A benefits cheat who was caught on video doing daily 5k runs near her Perthshire home while claiming nearly £70,000 of disability aid has been jailed.
Former care worker Annette Bond told the Department for Work and Pensions she was too sick to walk and needed a stick to get around.
But her lies were exposed when a private investigator secretly recorded her going on regular early morning jogs over roads and through woodlands.
Video, today released to The Courier by Crown Office prosecutors, shows Bond setting out from her home in running gear for half-hour jogs through the countryside.
At the same time, she was claiming balance problems telling authorities she was at constant risk of falling due to dizzy spells.
Returning to court on her 50th birthday, Bond – who worked with Perth charity PKAVS – was imprisoned for two years for what Sheriff William Wood described as “a prolonged and egregious course of dishonesty.”
Christmas party dancing
Bond had denied fraudulently claiming Disablity Living Allowance “enhanced care” and “enhanced mobility” payments between April 2009 and November 2018.
But she was found guilty after a six day trial at Perth Sheriff Court.

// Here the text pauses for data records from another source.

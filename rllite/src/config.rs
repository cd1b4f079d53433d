//! Algorithm configuration.
//!
//! One flat [`AlgorithmConfig`] serves every registered algorithm. The
//! algorithm-specific constructors [`PPOConfig`] and [`A2CConfig`] only pick
//! defaults; the fluent methods then narrow the run down:
//!
//! ```ignore
//! let mut algo = PPOConfig::new()
//!     .environment("CartPole-v1")
//!     .framework(Framework::Torch)
//!     .rollouts(0)
//!     .build()?;
//! let result = algo.train()?;
//! algo.stop();
//! ```

use serde::{Deserialize, Serialize};
use std::fmt;
use std::path::Path;

use crate::algorithm::Algorithm;
use crate::error::RlError;
use crate::framework::Framework;
use crate::registry::{global_registry, AlgorithmRegistry};

/// Configuration validation error.
#[derive(Debug, Clone, PartialEq)]
pub enum ConfigError {
    /// No environment was set.
    MissingEnvironment,
    /// A count parameter must be positive.
    InvalidCount { field: &'static str, value: usize },
    /// A parameter is outside its valid range.
    OutOfRange {
        field: &'static str,
        value: f64,
        min: f64,
        max: f64,
    },
    /// Minibatch does not fit into the train batch.
    InvalidMinibatch { train_batch: usize, minibatch: usize },
    /// Hidden layer list is empty or contains a zero width.
    InvalidHiddens(Vec<usize>),
    /// JSON (de)serialization failed.
    Json(String),
    /// Reading a config file failed.
    Io(String),
}

impl fmt::Display for ConfigError {
    fn fmt(&self, f: &mut fmt::Formatter<'_>) -> fmt::Result {
        match self {
            ConfigError::MissingEnvironment => {
                write!(f, "no environment set, call `.environment(..)` first")
            }
            ConfigError::InvalidCount { field, value } => {
                write!(f, "{} must be > 0, got {}", field, value)
            }
            ConfigError::OutOfRange { field, value, min, max } => {
                write!(f, "{} must be in [{}, {}], got {}", field, min, max, value)
            }
            ConfigError::InvalidMinibatch { train_batch, minibatch } => write!(
                f,
                "sgd_minibatch_size ({}) must be <= train_batch_size ({})",
                minibatch, train_batch
            ),
            ConfigError::InvalidHiddens(h) => {
                write!(f, "fcnet_hiddens must be non-empty with positive widths, got {:?}", h)
            }
            ConfigError::Json(e) => write!(f, "JSON error: {}", e),
            ConfigError::Io(e) => write!(f, "IO error: {}", e),
        }
    }
}

impl std::error::Error for ConfigError {}

/// Configuration for an on-policy algorithm run.
#[derive(Debug, Clone, PartialEq, Serialize, Deserialize)]
#[serde(default)]
pub struct AlgorithmConfig {
    /// Registered algorithm name ("PPO", "A2C").
    pub algo: String,
    /// Registered environment name.
    pub env: Option<String>,
    /// Backend the policy runs on.
    pub framework: Framework,

    // Rollouts
    /// Remote rollout worker threads. 0 samples in the calling thread.
    pub num_rollout_workers: usize,
    /// Steps per worker per sample call. Derived from the train batch when 0.
    pub rollout_fragment_length: usize,

    // Training
    /// Transitions collected per training iteration.
    pub train_batch_size: usize,
    /// Minibatch size for SGD.
    pub sgd_minibatch_size: usize,
    /// Passes over the train batch per iteration.
    pub num_sgd_iter: usize,
    /// Adam learning rate.
    pub lr: f64,
    /// Discount factor.
    pub gamma: f32,
    /// GAE lambda.
    pub lambda: f32,
    /// PPO surrogate clip.
    pub clip_param: f32,
    /// Value function clip (None = unclipped MSE).
    pub vf_clip_param: Option<f32>,
    /// Value loss coefficient.
    pub vf_loss_coeff: f32,
    /// Entropy bonus coefficient.
    pub entropy_coeff: f32,
    /// Max gradient norm (None = no clipping).
    pub grad_clip: Option<f32>,
    /// Approx-KL threshold that ends an epoch early (None = disabled).
    pub kl_target: Option<f32>,
    /// Normalize advantages per train batch.
    pub normalize_advantages: bool,

    // Model
    /// Hidden layer widths of actor and critic.
    pub fcnet_hiddens: Vec<usize>,

    // Debugging
    /// Seed for environments, sampling and shuffling.
    pub seed: Option<u64>,
}

impl Default for AlgorithmConfig {
    fn default() -> Self {
        Self {
            algo: "PPO".to_string(),
            env: None,
            framework: Framework::Torch,
            num_rollout_workers: 2,
            rollout_fragment_length: 0,
            train_batch_size: 2000,
            sgd_minibatch_size: 128,
            num_sgd_iter: 10,
            lr: 3e-4,
            gamma: 0.99,
            lambda: 0.95,
            clip_param: 0.2,
            vf_clip_param: Some(10.0),
            vf_loss_coeff: 1.0,
            entropy_coeff: 0.0,
            grad_clip: None,
            kl_target: None,
            normalize_advantages: true,
            fcnet_hiddens: vec![64, 64],
            seed: None,
        }
    }
}

/// PPO defaults.
pub struct PPOConfig;

impl PPOConfig {
    /// Default PPO configuration (no environment set).
    #[allow(clippy::new_ret_no_self)]
    pub fn new() -> AlgorithmConfig {
        AlgorithmConfig::default()
    }
}

/// A2C defaults.
pub struct A2CConfig;

impl A2CConfig {
    /// Default A2C configuration (no environment set).
    #[allow(clippy::new_ret_no_self)]
    pub fn new() -> AlgorithmConfig {
        AlgorithmConfig {
            algo: "A2C".to_string(),
            rollout_fragment_length: 10,
            train_batch_size: 200,
            sgd_minibatch_size: 200,
            num_sgd_iter: 1,
            lr: 1e-3,
            lambda: 1.0,
            vf_clip_param: None,
            vf_loss_coeff: 0.5,
            entropy_coeff: 0.01,
            grad_clip: Some(40.0),
            normalize_advantages: false,
            ..AlgorithmConfig::default()
        }
    }
}

impl AlgorithmConfig {
    /// Config for a registered algorithm name with generic defaults.
    pub fn for_algorithm(algo: impl Into<String>) -> Self {
        Self {
            algo: algo.into(),
            ..Self::default()
        }
    }

    /// Set the environment by registered name.
    pub fn environment(mut self, env: impl Into<String>) -> Self {
        self.env = Some(env.into());
        self
    }

    /// Select the framework.
    pub fn framework(mut self, framework: Framework) -> Self {
        self.framework = framework;
        self
    }

    /// Set the number of remote rollout workers.
    pub fn rollouts(mut self, num_rollout_workers: usize) -> Self {
        self.num_rollout_workers = num_rollout_workers;
        self
    }

    /// Seed everything that draws random numbers.
    pub fn debugging(mut self, seed: u64) -> Self {
        self.seed = Some(seed);
        self
    }

    /// Set the rollout fragment length.
    pub fn with_rollout_fragment_length(mut self, len: usize) -> Self {
        self.rollout_fragment_length = len;
        self
    }

    /// Set the train batch size.
    pub fn with_train_batch_size(mut self, size: usize) -> Self {
        self.train_batch_size = size;
        self
    }

    /// Set the SGD minibatch size.
    pub fn with_sgd_minibatch_size(mut self, size: usize) -> Self {
        self.sgd_minibatch_size = size;
        self
    }

    /// Set the number of SGD passes per iteration.
    pub fn with_num_sgd_iter(mut self, n: usize) -> Self {
        self.num_sgd_iter = n;
        self
    }

    /// Set the learning rate.
    pub fn with_lr(mut self, lr: f64) -> Self {
        self.lr = lr;
        self
    }

    /// Set the discount factor.
    pub fn with_gamma(mut self, gamma: f32) -> Self {
        self.gamma = gamma;
        self
    }

    /// Set the GAE lambda.
    pub fn with_lambda(mut self, lambda: f32) -> Self {
        self.lambda = lambda;
        self
    }

    /// Set the PPO clip parameter.
    pub fn with_clip_param(mut self, clip: f32) -> Self {
        self.clip_param = clip;
        self
    }

    /// Set the value function clip.
    pub fn with_vf_clip_param(mut self, clip: Option<f32>) -> Self {
        self.vf_clip_param = clip;
        self
    }

    /// Set the value loss coefficient.
    pub fn with_vf_loss_coeff(mut self, coeff: f32) -> Self {
        self.vf_loss_coeff = coeff;
        self
    }

    /// Set the entropy coefficient.
    pub fn with_entropy_coeff(mut self, coeff: f32) -> Self {
        self.entropy_coeff = coeff;
        self
    }

    /// Set gradient norm clipping.
    pub fn with_grad_clip(mut self, clip: Option<f32>) -> Self {
        self.grad_clip = clip;
        self
    }

    /// Set the KL early-stop threshold.
    pub fn with_kl_target(mut self, kl: Option<f32>) -> Self {
        self.kl_target = kl;
        self
    }

    /// Enable or disable advantage normalization.
    pub fn with_normalize_advantages(mut self, normalize: bool) -> Self {
        self.normalize_advantages = normalize;
        self
    }

    /// Set the hidden layer widths.
    pub fn with_fcnet_hiddens(mut self, hiddens: Vec<usize>) -> Self {
        self.fcnet_hiddens = hiddens;
        self
    }

    /// Number of sampling units: remote workers, or the local worker alone.
    pub fn num_sampling_workers(&self) -> usize {
        self.num_rollout_workers.max(1)
    }

    /// Steps each sampling worker collects per sample call.
    pub fn effective_fragment_length(&self) -> usize {
        if self.rollout_fragment_length > 0 {
            self.rollout_fragment_length
        } else {
            self.train_batch_size.div_ceil(self.num_sampling_workers()).max(1)
        }
    }

    /// Effective minibatch size, capped by the train batch.
    pub fn effective_minibatch_size(&self) -> usize {
        self.sgd_minibatch_size.min(self.train_batch_size).max(1)
    }

    /// Validate the configuration.
    pub fn validate(&self) -> Result<(), ConfigError> {
        if self.env.as_deref().map_or(true, str::is_empty) {
            return Err(ConfigError::MissingEnvironment);
        }
        for (field, value) in [
            ("train_batch_size", self.train_batch_size),
            ("sgd_minibatch_size", self.sgd_minibatch_size),
            ("num_sgd_iter", self.num_sgd_iter),
        ] {
            if value == 0 {
                return Err(ConfigError::InvalidCount { field, value });
            }
        }
        if self.sgd_minibatch_size > self.train_batch_size {
            return Err(ConfigError::InvalidMinibatch {
                train_batch: self.train_batch_size,
                minibatch: self.sgd_minibatch_size,
            });
        }
        if self.fcnet_hiddens.is_empty() || self.fcnet_hiddens.contains(&0) {
            return Err(ConfigError::InvalidHiddens(self.fcnet_hiddens.clone()));
        }

        check_range("lr", self.lr, 0.0, 1.0, false)?;
        check_range("gamma", self.gamma as f64, 0.0, 1.0, true)?;
        check_range("lambda", self.lambda as f64, 0.0, 1.0, true)?;
        check_range("clip_param", self.clip_param as f64, 0.0, 1.0, false)?;
        check_range("vf_loss_coeff", self.vf_loss_coeff as f64, 0.0, f64::MAX, true)?;
        check_range("entropy_coeff", self.entropy_coeff as f64, 0.0, f64::MAX, true)?;
        if let Some(clip) = self.vf_clip_param {
            check_range("vf_clip_param", clip as f64, 0.0, f64::MAX, false)?;
        }
        if let Some(clip) = self.grad_clip {
            check_range("grad_clip", clip as f64, 0.0, f64::MAX, false)?;
        }
        if let Some(kl) = self.kl_target {
            check_range("kl_target", kl as f64, 0.0, f64::MAX, false)?;
        }
        Ok(())
    }

    /// Parse from a JSON string. Missing fields take defaults.
    pub fn from_json_str(json: &str) -> Result<Self, ConfigError> {
        serde_json::from_str(json).map_err(|e| ConfigError::Json(e.to_string()))
    }

    /// Read from a JSON file.
    pub fn from_json_file(path: impl AsRef<Path>) -> Result<Self, ConfigError> {
        let text = std::fs::read_to_string(path.as_ref())
            .map_err(|e| ConfigError::Io(e.to_string()))?;
        Self::from_json_str(&text)
    }

    /// Serialize to pretty JSON.
    pub fn to_json(&self) -> Result<String, ConfigError> {
        serde_json::to_string_pretty(self).map_err(|e| ConfigError::Json(e.to_string()))
    }

    /// Build the algorithm through the global registry.
    ///
    /// Built-in algorithms are registered on first use, so no prior
    /// `register_all()` call is needed.
    pub fn build(self) -> Result<Algorithm, RlError> {
        let registry = global_registry();
        if registry.read().is_empty() {
            let mut guard = registry.write();
            if guard.is_empty() {
                guard.register_builtins()?;
            }
        }
        let guard = registry.read();
        guard.build(self)
    }

    /// Build the algorithm through an explicit registry.
    pub fn build_in(self, registry: &AlgorithmRegistry) -> Result<Algorithm, RlError> {
        registry.build(self)
    }
}

fn check_range(
    field: &'static str,
    value: f64,
    min: f64,
    max: f64,
    inclusive_min: bool,
) -> Result<(), ConfigError> {
    let above_min = if inclusive_min { value >= min } else { value > min };
    if !value.is_finite() || !above_min || value > max {
        return Err(ConfigError::OutOfRange { field, value, min, max });
    }
    Ok(())
}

Jurors took just 40 minutes to convict the first offender.
Sheriff Wood told her: “The rate of benefits awarded to you was dependent upon honest disclosure of your abilities.
“On the basis of your application, you were awarded the highest rate of care component and the higher rate of mobility component of Disability Living Allowance (DLA).
“These are normally for those who require a high level of daily care to enable them to go about the daily business of living and those who cannot or who are virtually unable to walk unaided.”
He pointed out her colleagues said she “rarely used a stick”, negotiated stairs unaided and danced at a Christmas function.
“But by far the most graphic evidence in the trial that your condition had improved was the surveillance footage obtained by DWP investigators from 2017, recording your ability to run 5km, over mixed terrain, more than once a week,” the sheriff said.
“Even two of your own witnesses – a former colleague and one of your medical consultants – were clearly surprised that you had been able to do that in 2017.”
State money could have been ‘usefully spent elsewhere’
Sheriff Wood continued: “I have noted that you continue to maintain your position of innocence – that you were not aware of doing anything wrong and ignorant of your obligations.
“I do not accept that, in light of the clear, unambiguous and repeated intimations to you of the need to report to the DWP any changes to your condition that might effect your entitlement to benefits.
“Further, as a person whose employment brought you into daily contact with those providing care to the truly disabled, you must have known that you did not meet the criteria for the benefits of which you were in receipt.”
He added: “Your conduct can only be characterised as a prolonged and egregious course of dishonesty, for which there is no excuse.
“You have obtained, through fraud, a significant sum of money to which you had no entitlement and you have deprived the taxpayer of funds that might have been usefully spent elsewhere.”
The sheriff told Bond: “While I accept that community-based disposals are available to me, I am nevertheless satisfied that only a custodial sentence is appropriate.
“There is nothing exceptional about your circumstances or the commission of this offence that would indicate otherwise.”
He said: “You have defrauded the state of a large sum of money over a protracted period when you must have been aware that your circumstances no longer justified receipt of the types and levels of benefits awarded to you some years before.”
Jailing Bond for two years, Sheriff Wood also issued a confiscation order to reclaim the sum of £67,062.50 within six months under Proceeds of Crime powers.
Running with ‘rosy cheeks’
The trial heard from fraud investigator Scott Hodge, who was tasked with putting Bond under surveillance for the DWP in May 2017.
He carried out secret filming in a van parked near her home in Sheilhill Park, Stanley.
Mr Hodge noted that in one video – taken at 6.15am on May 31 – his subject appeared from her home in full running gear “with rosy cheeks”.
The clip showed Bond walking briskly from her home, before running down the street.
She was seen jogging for about 30 minutes over “hills, ascents and descents”.
She ran the same route on June 7 and again on June 9.
“It was felt that we would probably just see more of the same over the following days, so the decision was made to end surveillance,” he said.
The court heard Bond, who also ran an online jewellery business, was seen dancing at a PKAVS Christmas party and regularly moved around the office without difficulty.
Sell house to pay back cash
Bond told jurors she suffered from vertigo, ME, fibromyalgia, PTSD and Raynaud’s Phenomenon, where blood does not flow to the tips of her fingers and toes.
Her solicitor John McLaughlin said the conditions are real and have been vouched for by medical professionals.
“Never in her wildest imaginations did she expect to be in court facing sentence for an offence of this kind,” he said.
He added that Bond was also facing the “real prospect” of having to sell her specially-adapted home to pay back the outstanding sum.